In April, New Braunfels-based Lonestar 24 Hour Emergency Room partnered with Dr. Austin Potter and a nonprofit organization based in Poland to deliver approximately 100 pounds of life-saving medical equipment and supplies to Ukraine.

Dr. Gerardo Ortiz, medical director for Lonestar, said that the ER donated intubation equipment, central line kits, coagulating agent, antibiotics, gauze and more after hearing Potter speak at a local conference.

“I understand that not every physician or nurse or person can go there and be in the front lines, but certainly, you know, hospitals and freestanding ERs, we're really good about stocking up our supplies,” Ortiz said. “We focused on the trauma, mass casualty sort of equipment and then found what we had duplicates of and started with that.”

In March, Potter, who is an emergency physician in Austin, traveled to Poland to assist with providing refugees with medical care in Warsaw.

There he connected with a Polish nonprofit organization called Fundacja Od Granicy Do Meiszkania, or OGDM, which translates to “from the border to the flat,” Potter said.


The organization works to help Ukrainian refugees find transportation from the Polish border, gather necessary personal documents and secure short- or long-term housing.

“Instead of worrying about shelter, transportation and food ... they don't have to worry about these essentials as much,” Potter said. “[OGDM] also linked together volunteers and [gave] reliable supply lines into the country where we don't have to worry about any sort of corruption or people selling supplies.”
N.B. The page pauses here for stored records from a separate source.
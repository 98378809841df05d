//! The tally counter widget
//!
//! Owns the count and the circle's translation, scale, and text-scale
//! animations. Gestures arrive as begin / update / end calls with the
//! pointer translation already measured from the gesture origin; the widget
//! decides the drag axis, counts at the horizontal extremes (with an
//! accelerating repeat while held there), and resets on a full downward
//! drag. All spring and ramp state lives in the shared scheduler, so a host
//! drives everything by calling [`TallyCounter::update`] once per frame
//! after advancing the scheduler.

use std::sync::Arc;

use tally_animation::{AnimatedValue, Easing, SchedulerHandle, SpringConfig, TimedValue};
use tally_core::{Impulse, SharedHaptics, Vec2};
use tracing::{debug, trace};

use crate::{Indicators, Metrics};

/// Invoked with the new count after every change
pub type CountCallback = Arc<dyn Fn(i32) + Send + Sync>;

/// Which axis a drag has committed to
#[derive(Clone, Copy, Debug, PartialEq, Eq)]
pub enum DragState {
    /// No active drag
    Idle,
    /// Pointer is down but hasn't moved far enough to pick an axis
    Undecided,
    /// Sliding left / right to count
    Horizontal,
    /// Pulling down to reset
    Vertical,
}

/// Repeat-counting while the circle is held at a horizontal extreme
#[derive(Clone, Copy, Debug, PartialEq, Eq)]
pub enum Acceleration {
    Off,
    Incrementing,
    Decrementing,
}

impl Acceleration {
    fn delta(self) -> f32 {
        match self {
            Acceleration::Off => 0.0,
            Acceleration::Incrementing => 1.0,
            Acceleration::Decrementing => -1.0,
        }
    }
}

/// Everything a renderer needs to draw one frame of the counter
#[derive(Clone, Debug, PartialEq)]
pub struct CounterFrame {
    /// Circle translation from the pill center
    pub tx: f32,
    pub ty: f32,
    /// Circle scale (1.0 at rest, up to 1.25 at the extremes)
    pub circle_scale: f32,
    /// Count text scale (bounces on each change)
    pub text_scale: f32,
    /// The count as displayed
    pub display: String,
    /// Affordance opacities
    pub indicators: Indicators,
}

pub struct TallyCounter {
    metrics: Metrics,
    haptics: Option<SharedHaptics>,
    on_count: Option<CountCallback>,

    /// The live count; integral except transiently during rounding
    count: f32,
    /// Count at gesture start, restored when a drag backs out
    baseline: f32,
    drag: DragState,
    accel: Acceleration,

    tx: AnimatedValue,
    ty: AnimatedValue,
    circle_scale: AnimatedValue,
    text_scale: AnimatedValue,
    /// Tick interval, decaying from initial to final while accelerating
    interval: TimedValue,
    /// One countdown per tick; its duration is resampled each cycle
    clock: TimedValue,
}

impl TallyCounter {
    pub fn new(handle: SchedulerHandle, metrics: Metrics) -> Self {
        Self {
            metrics,
            haptics: None,
            on_count: None,
            count: 0.0,
            baseline: 0.0,
            drag: DragState::Idle,
            accel: Acceleration::Off,
            tx: AnimatedValue::new(handle.clone(), 0.0, SpringConfig::gentle()),
            ty: AnimatedValue::new(handle.clone(), 0.0, SpringConfig::gentle()),
            circle_scale: AnimatedValue::new(handle.clone(), 1.0, SpringConfig::stiff()),
            text_scale: AnimatedValue::new(handle.clone(), 1.0, SpringConfig::stiff()),
            interval: TimedValue::new(
                handle.clone(),
                Metrics::INITIAL_TICK_INTERVAL_MS,
                Metrics::FINAL_TICK_INTERVAL_MS,
                Metrics::ACCELERATION_RAMP_MS,
                Easing::Linear,
            ),
            clock: TimedValue::new(
                handle,
                0.0,
                1.0,
                Metrics::INITIAL_TICK_INTERVAL_MS,
                Easing::Linear,
            ),
        }
    }

    pub fn with_haptics(mut self, haptics: SharedHaptics) -> Self {
        self.haptics = Some(haptics);
        self
    }

    pub fn on_count(mut self, callback: CountCallback) -> Self {
        self.on_count = Some(callback);
        self
    }

    pub fn metrics(&self) -> &Metrics {
        &self.metrics
    }

    /// The count as shown to the user
    pub fn count(&self) -> i32 {
        self.count.round() as i32
    }

    pub fn drag_state(&self) -> DragState {
        self.drag
    }

    pub fn acceleration(&self) -> Acceleration {
        self.accel
    }

    // ========================================================================
    // Taps
    // ========================================================================

    pub fn count_up(&mut self) {
        self.tap(1.0);
    }

    pub fn count_down(&mut self) {
        self.tap(-1.0);
    }

    fn tap(&mut self, delta: f32) {
        self.count += delta;
        self.baseline = self.count;
        self.bounce_text(SpringConfig::stiff(), self.tap_peak());
        self.notify();
        debug!(count = self.count(), "tap");
    }

    /// Multi-digit counts get a slightly larger bounce so the change
    /// stays legible
    fn tap_peak(&self) -> f32 {
        if self.count().abs() >= 10 {
            1.08
        } else {
            1.07
        }
    }

    fn bounce_text(&mut self, config: SpringConfig, peak: f32) {
        self.text_scale.set_config(config);
        self.text_scale.set_target_sequence(&[peak, 1.0]);
    }

    // ========================================================================
    // Press feedback on the circle itself
    // ========================================================================

    pub fn press_begin(&mut self) {
        self.circle_scale.set_target(1.1);
    }

    pub fn press_end(&mut self) {
        self.circle_scale.set_target(1.0);
    }

    // ========================================================================
    // Drag gesture
    // ========================================================================

    pub fn gesture_begin(&mut self) {
        self.drag = DragState::Undecided;
        self.baseline = self.count;
    }

    /// Feed the pointer translation measured from the gesture origin
    pub fn gesture_update(&mut self, translation: Vec2) {
        if self.drag == DragState::Idle {
            return;
        }

        if self.drag == DragState::Undecided {
            if translation.x.abs() > self.metrics.axis_threshold {
                self.drag = DragState::Horizontal;
            } else if translation.y > self.metrics.axis_threshold {
                self.drag = DragState::Vertical;
            } else {
                return;
            }
            trace!(axis = ?self.drag, "drag axis locked");
        }

        match self.drag {
            DragState::Horizontal => self.horizontal_update(translation.x),
            DragState::Vertical => self.vertical_update(translation),
            _ => {}
        }
    }

    fn horizontal_update(&mut self, x: f32) {
        let max_h = self.metrics.max_horizontal;
        let tol = self.metrics.count_tolerance;
        self.tx.set_immediate(x.clamp(-max_h, max_h));
        self.ty.set_immediate(0.0);

        let tx = self.tx.get();
        if tx >= max_h - tol {
            if self.accel != Acceleration::Incrementing {
                self.enter_acceleration(Acceleration::Incrementing);
            }
        } else if tx <= -max_h + tol {
            if self.accel != Acceleration::Decrementing {
                self.enter_acceleration(Acceleration::Decrementing);
            }
        } else if self.count != self.baseline {
            // Backed out of the extreme band before release: the tentative
            // counts are abandoned and the circle shrinks to press size.
            self.count = self.baseline;
            self.clear_acceleration();
            self.circle_scale.set_target(1.1);
            self.notify();
            debug!(count = self.count(), "extreme band exited, count restored");
        } else {
            self.clear_acceleration();
        }
    }

    fn vertical_update(&mut self, translation: Vec2) {
        let wiggle = self.metrics.vertical_wiggle;
        let max_v = self.metrics.max_vertical;
        self.tx.set_immediate(translation.x.clamp(-wiggle, wiggle));
        self.ty.set_immediate(translation.y.clamp(0.0, max_v));

        if self.ty.get() >= max_v - self.metrics.count_tolerance {
            if self.count != 0.0 {
                self.count = 0.0;
                self.circle_scale.set_target(1.25);
                self.pulse(Impulse::Light);
                self.notify();
                debug!("count reset");
            }
        } else if self.count == 0.0 && self.baseline != 0.0 {
            // Pulled back up before release: the reset is undone.
            self.count = self.baseline;
            self.circle_scale.set_target(1.1);
            self.notify();
            debug!(count = self.count(), "reset undone, count restored");
        }
    }

    fn enter_acceleration(&mut self, mode: Acceleration) {
        self.accel = mode;
        self.count += mode.delta();
        self.circle_scale.set_target(1.25);
        self.interval.start();
        self.clock.restart_with_duration(self.interval.value());
        self.pulse(Impulse::Light);
        self.notify();
        debug!(mode = ?mode, count = self.count(), "acceleration engaged");
    }

    fn clear_acceleration(&mut self) {
        if self.accel != Acceleration::Off {
            self.accel = Acceleration::Off;
            self.interval.reset();
            self.clock.reset();
        }
    }

    pub fn gesture_end(&mut self) {
        self.finalize();
    }

    pub fn gesture_cancel(&mut self) {
        self.finalize();
    }

    fn finalize(&mut self) {
        let before = self.count;
        self.count = self.count.round();
        self.baseline = self.count;
        self.drag = DragState::Idle;
        self.clear_acceleration();
        self.tx.set_target(0.0);
        self.ty.set_target(0.0);
        self.circle_scale.set_target(1.0);
        if self.count != before {
            self.notify();
        }
        debug!(count = self.count(), "gesture finished");
    }

    // ========================================================================
    // Per-frame tick
    // ========================================================================

    /// Advance acceleration; call once per frame after the scheduler steps
    pub fn update(&mut self) {
        if self.accel == Acceleration::Off {
            return;
        }
        if self.clock.is_finished() {
            self.count += self.accel.delta();
            self.bounce_text(SpringConfig::snappy(), 1.1);
            self.pulse(Impulse::Light);
            self.notify();
            // The next cycle picks up the now-shorter interval.
            self.clock.restart_with_duration(self.interval.value());
            trace!(count = self.count(), interval_ms = self.interval.value(), "accelerated tick");
        }
    }

    /// Snapshot the animated state for rendering
    pub fn frame(&self) -> CounterFrame {
        let tx = self.tx.get();
        let ty = self.ty.get();
        CounterFrame {
            tx,
            ty,
            circle_scale: self.circle_scale.get(),
            text_scale: self.text_scale.get(),
            display: self.count().to_string(),
            indicators: Indicators::derive(tx, ty, &self.metrics),
        }
    }

    fn pulse(&self, impulse: Impulse) {
        if let Some(haptics) = &self.haptics {
            haptics.pulse(impulse);
        }
    }

    fn notify(&self) {
        if let Some(callback) = &self.on_count {
            callback(self.count());
        }
    }
}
OGDM has been working to supply hospitals and the Ukrainian army with vital medical supplies that are difficult to source locally, Potter said.

The recent donations made by Lonestar and Complete Care, which operates standalone emergency rooms throughout Texas, have helped OGDM provide supplies to children’s hospitals and the Ukrainian army.


“The goal is [for] every soldier on the ground to have a medical kit that includes two tourniquets and quick-clotting agents as well as some other basic medical supplies,” Potter said. “Those get used up extremely quickly, and basically there's [at] this point almost an unlimited need for the supplies.”

After establishing OGDM as a nonprofit organization in the United States, the group will work to create a network of health care facilities and other partners to quickly fill requests for supplies made by the Ukrainian army and hospitals, Potter said.

“There's still a constant outflow of refugees; there’s a constant need for medical supplies in the country, and unfortunately, it doesn't look like it's going to end [at] any point soon,” Potter said.

Ortiz said Lonestar plans to continue donating supplies to relief efforts in Ukraine, and his team is preparing to send another shipment of equipment to Potter and the OGDM team soon.


“It just seems like the right thing to do and how there can be any downside to it, I don't see it,” Ortiz said. “I would hope that, politics aside, people can realize the humanitarian crisis that this is.”